| Aim of the task |
Search the records for "least". Report every line where it occurs.

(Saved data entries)
-*-*-

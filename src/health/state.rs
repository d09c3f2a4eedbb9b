//! Backend health record.
//!
//! # States
//! - Healthy: backend receives traffic
//! - Unhealthy: backend skipped by selectors until its cool-down expires
//!
//! # State Transitions
//! ```text
//! Healthy   → Unhealthy: any observed upstream failure (cool-down scheduled)
//! Unhealthy → Healthy:   cool-down deadline passed (optimistic restore),
//!                        or a request to it succeeded
//! ```
//!
//! # Design Decisions
//! - No hysteresis: one failure is enough, the cool-down absorbs flapping
//! - The restored backend keeps its failure count, so failing again after
//!   restore earns a longer cool-down than the first failure did
//! - Records are plain data; the registry mutex guards them

use std::time::Duration;

use tokio::time::Instant;

use crate::resilience::backoff::CoolDownPolicy;

/// Mutable health of one backend.
#[derive(Debug, Clone, PartialEq, Eq)]
pub struct HealthRecord {
    pub healthy: bool,
    pub failure_count: u32,
    pub last_failure: Option<Instant>,
    pub cool_down_until: Option<Instant>,
}

impl HealthRecord {
    pub fn new() -> Self {
        Self {
            healthy: true,
            failure_count: 0,
            last_failure: None,
            cool_down_until: None,
        }
    }

    /// Record a failure at `now` and return the scheduled cool-down.
    pub fn mark_failure(&mut self, now: Instant, policy: &CoolDownPolicy) -> Duration {
        self.healthy = false;
        self.failure_count = self.failure_count.saturating_add(1);
        self.last_failure = Some(now);
        let cool_down = policy.cool_down(self.failure_count);
        self.cool_down_until = Some(now + cool_down);
        cool_down
    }

    /// Reset after a successful exchange. Returns true if the backend had failures.
    pub fn mark_success(&mut self) -> bool {
        let had_failures = self.failure_count > 0 || !self.healthy;
        self.healthy = true;
        self.failure_count = 0;
        self.cool_down_until = None;
        had_failures
    }

    /// Flip back to healthy when the cool-down has passed. Returns true on flip.
    pub fn restore_if_expired(&mut self, now: Instant) -> bool {
        match self.cool_down_until {
            Some(deadline) if !self.healthy && deadline <= now => {
                self.healthy = true;
                self.cool_down_until = None;
                true
            }
            _ => false,
        }
    }
}

impl Default for HealthRecord {
    fn default() -> Self {
        Self::new()
    }
}
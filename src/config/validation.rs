//! Configuration validation.
//!
//! # Responsibilities
//! - Semantic validation (serde handles syntactic)
//! - Validate value ranges (timeouts > 0, limits > 0, attempts > 0)
//! - Check backend addresses and name uniqueness
//!
//! # Design Decisions
//! - Returns all validation errors, not just first
//! - Validation is pure function: ProxyConfig → Result<(), Vec<ValidationError>>
//! - Runs before config is accepted into the system

use std::collections::HashSet;
use std::net::SocketAddr;

use crate::config::schema::ProxyConfig;
use crate::error::ValidationError;

/// Methods the proxy knows how to forward.
const KNOWN_METHODS: &[&str] = &[
    "GET", "HEAD", "POST", "PUT", "DELETE", "PATCH", "OPTIONS",
];

/// Longest accepted duration (one day). Larger values overflow `Instant`
/// arithmetic when added to a request's arrival time.
const MAX_DURATION_SECS: f64 = 86_400.0;

/// Statuses allowed for an oversized header block.
const HEADER_OVERFLOW_STATUSES: &[u16] = &[400, 413, 431];

/// Validate a configuration, collecting every problem found.
pub fn validate_config(config: &ProxyConfig) -> Result<(), Vec<ValidationError>> {
    let mut errors = Vec::new();

    validate_listener(config, &mut errors);
    validate_backends(config, &mut errors);
    validate_balancing(config, &mut errors);
    validate_durations(config, &mut errors);
    validate_limits(config, &mut errors);

    if errors.is_empty() {
        Ok(())
    } else {
        Err(errors)
    }
}

fn validate_listener(config: &ProxyConfig, errors: &mut Vec<ValidationError>) {
    let listener = &config.listener;
    if listener.bind_address.parse::<SocketAddr>().is_err() {
        errors.push(ValidationError::new(
            "listener.bind_address",
            format!("'{}' is not a socket address", listener.bind_address),
        ));
    }
    if listener.max_connections == 0 {
        errors.push(ValidationError::new("listener.max_connections", "must be at least 1"));
    }
    if !matches!(listener.protocol.as_str(), "http" | "https") {
        errors.push(ValidationError::new(
            "listener.protocol",
            format!("'{}' is not http or https", listener.protocol),
        ));
    }
    if listener.proxy_name.trim().is_empty() {
        errors.push(ValidationError::new("listener.proxy_name", "must not be empty"));
    }
    if config.observability.metrics_enabled
        && config.observability.metrics_address.parse::<SocketAddr>().is_err()
    {
        errors.push(ValidationError::new(
            "observability.metrics_address",
            format!("'{}' is not a socket address", config.observability.metrics_address),
        ));
    }
}

fn validate_backends(config: &ProxyConfig, errors: &mut Vec<ValidationError>) {
    if config.backends.is_empty() {
        errors.push(ValidationError::new("backends", "at least one backend is required"));
        return;
    }

    let mut names = HashSet::new();
    for (index, backend) in config.backends.iter().enumerate() {
        let field = format!("backends[{index}]");
        if backend.host_port().is_none() {
            errors.push(ValidationError::new(
                format!("{field}.address"),
                format!("'{}' is not host:port", backend.address),
            ));
        }
        let name = backend.resolved_name(index);
        if name.trim().is_empty() {
            errors.push(ValidationError::new(format!("{field}.name"), "must not be empty"));
        } else if !names.insert(name.clone()) {
            errors.push(ValidationError::new(
                format!("{field}.name"),
                format!("duplicate backend name '{name}'"),
            ));
        }
    }
}

fn validate_balancing(config: &ProxyConfig, errors: &mut Vec<ValidationError>) {
    if config.balancing.max_attempts == 0 {
        errors.push(ValidationError::new("balancing.max_attempts", "must be at least 1"));
    }
    if config.balancing.sticky_cookie.trim().is_empty() {
        errors.push(ValidationError::new("balancing.sticky_cookie", "must not be empty"));
    }
}

fn validate_durations(config: &ProxyConfig, errors: &mut Vec<ValidationError>) {
    let t = &config.timeouts;
    let h = &config.health;
    let durations = [
        ("timeouts.client_read_secs", t.client_read_secs),
        ("timeouts.connect_secs", t.connect_secs),
        ("timeouts.write_secs", t.write_secs),
        ("timeouts.read_secs", t.read_secs),
        ("timeouts.overall_secs", t.overall_secs),
        ("timeouts.shutdown_grace_secs", t.shutdown_grace_secs),
        ("health.cool_down_base_secs", h.cool_down_base_secs),
        ("health.cool_down_cap_secs", h.cool_down_cap_secs),
    ];
    for (field, value) in durations {
        if !value.is_finite() || value <= 0.0 {
            errors.push(ValidationError::new(field, "must be a positive number of seconds"));
        } else if value > MAX_DURATION_SECS {
            errors.push(ValidationError::new(
                field,
                format!("must not exceed {MAX_DURATION_SECS} seconds"),
            ));
        }
    }
    if h.cool_down_cap_secs < h.cool_down_base_secs {
        errors.push(ValidationError::new(
            "health.cool_down_cap_secs",
            "must not be smaller than cool_down_base_secs",
        ));
    }
}

fn validate_limits(config: &ProxyConfig, errors: &mut Vec<ValidationError>) {
    let limits = &config.limits;
    for (field, value) in [
        ("limits.max_header_bytes", limits.max_header_bytes),
        ("limits.max_target_bytes", limits.max_target_bytes),
        ("limits.max_body_bytes", limits.max_body_bytes),
        ("limits.max_response_bytes", limits.max_response_bytes),
    ] {
        if value == 0 {
            errors.push(ValidationError::new(field, "must be greater than 0"));
        }
    }

    if limits.allowed_methods.is_empty() {
        errors.push(ValidationError::new("limits.allowed_methods", "must not be empty"));
    }
    for method in &limits.allowed_methods {
        if !KNOWN_METHODS.contains(&method.as_str()) {
            errors.push(ValidationError::new(
                "limits.allowed_methods",
                format!("unsupported method '{method}'"),
            ));
        }
    }

    if !HEADER_OVERFLOW_STATUSES.contains(&limits.header_overflow_status) {
        errors.push(ValidationError::new(
            "limits.header_overflow_status",
            format!("{} is not one of 400, 413, 431", limits.header_overflow_status),
        ));
    }
}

-*-*-

| Response for this exercise |
        errors.push(ValidationError::new("listener.max_connections", "must be at least 1"));
        errors.push(ValidationError::new("backends", "at least one backend is required"));
        errors.push(ValidationError::new("balancing.max_attempts", "must be at least 1"));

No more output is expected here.